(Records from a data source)
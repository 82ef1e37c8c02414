//! Locating and loading artifacts from the dbt target directory

use std::path::{Path, PathBuf};
use sentinel_core::ConfigDocument;
use crate::catalog::Catalog;
use crate::error::{ArtifactError, ArtifactKind, Result};
use crate::manifest::Manifest;
use crate::run_results::RunResults;

/// Loads artifacts from one directory and restricts them to one package.
///
/// The package is the configured `package_name` if set, otherwise the
/// project name recorded in the manifest.
#[derive(Debug, Clone)]
pub struct ArtifactLoader {
    dir: PathBuf,
    package_name: Option<String>,
}

impl ArtifactLoader {
    pub fn new(dir: impl Into<PathBuf>) -> Self {
        Self {
            dir: dir.into(),
            package_name: None,
        }
    }

    pub fn from_config(config: &ConfigDocument) -> Self {
        Self::new(config.artifacts_dir()).with_package_name(config.package_name.clone())
    }

    pub fn with_package_name(mut self, package_name: Option<String>) -> Self {
        self.package_name = package_name;
        self
    }

    pub fn dir(&self) -> &Path {
        &self.dir
    }

    /// Full path of an artifact file
    pub fn path(&self, artifact: ArtifactKind) -> PathBuf {
        self.dir.join(artifact.file_name())
    }

    fn existing_path(&self, artifact: ArtifactKind) -> Result<PathBuf> {
        let path = self.path(artifact);
        if !path.is_file() {
            return Err(ArtifactError::ArtifactNotFound { artifact, path });
        }
        Ok(path)
    }

    fn package_for<'a>(&'a self, manifest: &'a Manifest) -> Option<&'a str> {
        self.package_name.as_deref().or_else(|| manifest.project_name())
    }

    /// Load manifest.json and keep only the project's own resources
    pub fn load_manifest(&self) -> Result<Manifest> {
        let path = self.existing_path(ArtifactKind::Manifest)?;
        let mut manifest = Manifest::from_file(&path)?;

        if let Some(package) = self.package_for(&manifest).map(str::to_string) {
            manifest.retain_package(&package);
        } else {
            tracing::warn!(
                "manifest has no project_name and no package_name is configured, keeping every package"
            );
        }

        tracing::info!(
            path = %path.display(),
            dbt_version = %manifest.metadata.dbt_version,
            models = manifest.models.len(),
            sources = manifest.sources.len(),
            macros = manifest.macros.len(),
            seeds = manifest.seeds.len(),
            snapshots = manifest.snapshots.len(),
            tests = manifest.tests.len(),
            exposures = manifest.exposures.len(),
            semantic_models = manifest.semantic_models.len(),
            unit_tests = manifest.unit_tests.len(),
            "Loaded manifest"
        );

        Ok(manifest)
    }

    /// Load catalog.json, linked to `manifest` for file paths
    pub fn load_catalog(&self, manifest: &Manifest) -> Result<Catalog> {
        let path = self.existing_path(ArtifactKind::Catalog)?;
        let mut catalog = Catalog::from_file(&path)?;

        catalog.link(manifest);
        if let Some(package) = self.package_for(manifest) {
            catalog.retain_package(package);
        }

        tracing::info!(
            path = %path.display(),
            nodes = catalog.nodes.len(),
            sources = catalog.sources.len(),
            "Loaded catalog"
        );

        Ok(catalog)
    }

    /// Load run_results.json, linked to `manifest` for file paths
    pub fn load_run_results(&self, manifest: &Manifest) -> Result<RunResults> {
        let path = self.existing_path(ArtifactKind::RunResults)?;
        let mut run_results = RunResults::from_file(&path)?;

        run_results.link(manifest);
        if let Some(package) = self.package_for(manifest) {
            run_results.retain_package(package);
        }

        tracing::info!(
            path = %path.display(),
            results = run_results.results.len(),
            "Loaded run results"
        );

        Ok(run_results)
    }
}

### The problem
Make an exact copy of every line in the data.

### Worked solution
repository 82ef1e37c8c02414
//! Locating and loading artifacts from the dbt target directory

use std::path::{Path, PathBuf};
use sentinel_core::ConfigDocument;
use crate::catalog::Catalog;
use crate::error::{ArtifactError, ArtifactKind, Result};
use crate::manifest::Manifest;
use crate::run_results::RunResults;

/// Loads artifacts from one directory and restricts them to one package.
///
/// The package is the configured `package_name` if set, otherwise the
/// project name recorded in the manifest.
#[derive(Debug, Clone)]
pub struct ArtifactLoader {
    dir: PathBuf,
    package_name: Option<String>,
}

impl ArtifactLoader {
    pub fn new(dir: impl Into<PathBuf>) -> Self {
        Self {
            dir: dir.into(),
            package_name: None,
        }
    }

    pub fn from_config(config: &ConfigDocument) -> Self {
        Self::new(config.artifacts_dir()).with_package_name(config.package_name.clone())
    }

    pub fn with_package_name(mut self, package_name: Option<String>) -> Self {
        self.package_name = package_name;
        self
    }

    pub fn dir(&self) -> &Path {
        &self.dir
    }

    /// Full path of an artifact file
    pub fn path(&self, artifact: ArtifactKind) -> PathBuf {
        self.dir.join(artifact.file_name())
    }

    fn existing_path(&self, artifact: ArtifactKind) -> Result<PathBuf> {
        let path = self.path(artifact);
        if !path.is_file() {
            return Err(ArtifactError::ArtifactNotFound { artifact, path });
        }
        Ok(path)
    }

    fn package_for<'a>(&'a self, manifest: &'a Manifest) -> Option<&'a str> {
        self.package_name.as_deref().or_else(|| manifest.project_name())
    }

    /// Load manifest.json and keep only the project's own resources
    pub fn load_manifest(&self) -> Result<Manifest> {
        let path = self.existing_path(ArtifactKind::Manifest)?;
        let mut manifest = Manifest::from_file(&path)?;

        if let Some(package) = self.package_for(&manifest).map(str::to_string) {
            manifest.retain_package(&package);
        } else {
            tracing::warn!(
                "manifest has no project_name and no package_name is configured, keeping every package"
            );
        }

        tracing::info!(
            path = %path.display(),
            dbt_version = %manifest.metadata.dbt_version,
            models = manifest.models.len(),
            sources = manifest.sources.len(),
            macros = manifest.macros.len(),
            seeds = manifest.seeds.len(),
            snapshots = manifest.snapshots.len(),
            tests = manifest.tests.len(),
            exposures = manifest.exposures.len(),
            semantic_models = manifest.semantic_models.len(),
            unit_tests = manifest.unit_tests.len(),
            "Loaded manifest"
        );

        Ok(manifest)
    }

    /// Load catalog.json, linked to `manifest` for file paths
    pub fn load_catalog(&self, manifest: &Manifest) -> Result<Catalog> {
        let path = self.existing_path(ArtifactKind::Catalog)?;
        let mut catalog = Catalog::from_file(&path)?;

        catalog.link(manifest);
        if let Some(package) = self.package_for(manifest) {
            catalog.retain_package(package);
        }

        tracing::info!(
            path = %path.display(),
            nodes = catalog.nodes.len(),
            sources = catalog.sources.len(),
            "Loaded catalog"
        );

        Ok(catalog)
    }

    /// Load run_results.json, linked to `manifest` for file paths
    pub fn load_run_results(&self, manifest: &Manifest) -> Result<RunResults> {
        let path = self.existing_path(ArtifactKind::RunResults)?;
        let mut run_results = RunResults::from_file(&path)?;

        run_results.link(manifest);
        if let Some(package) = self.package_for(manifest) {
            run_results.retain_package(package);
        }

        tracing::info!(
            path = %path.display(),
            results = run_results.results.len(),
            "Loaded run results"
        );

        Ok(run_results)
    }
}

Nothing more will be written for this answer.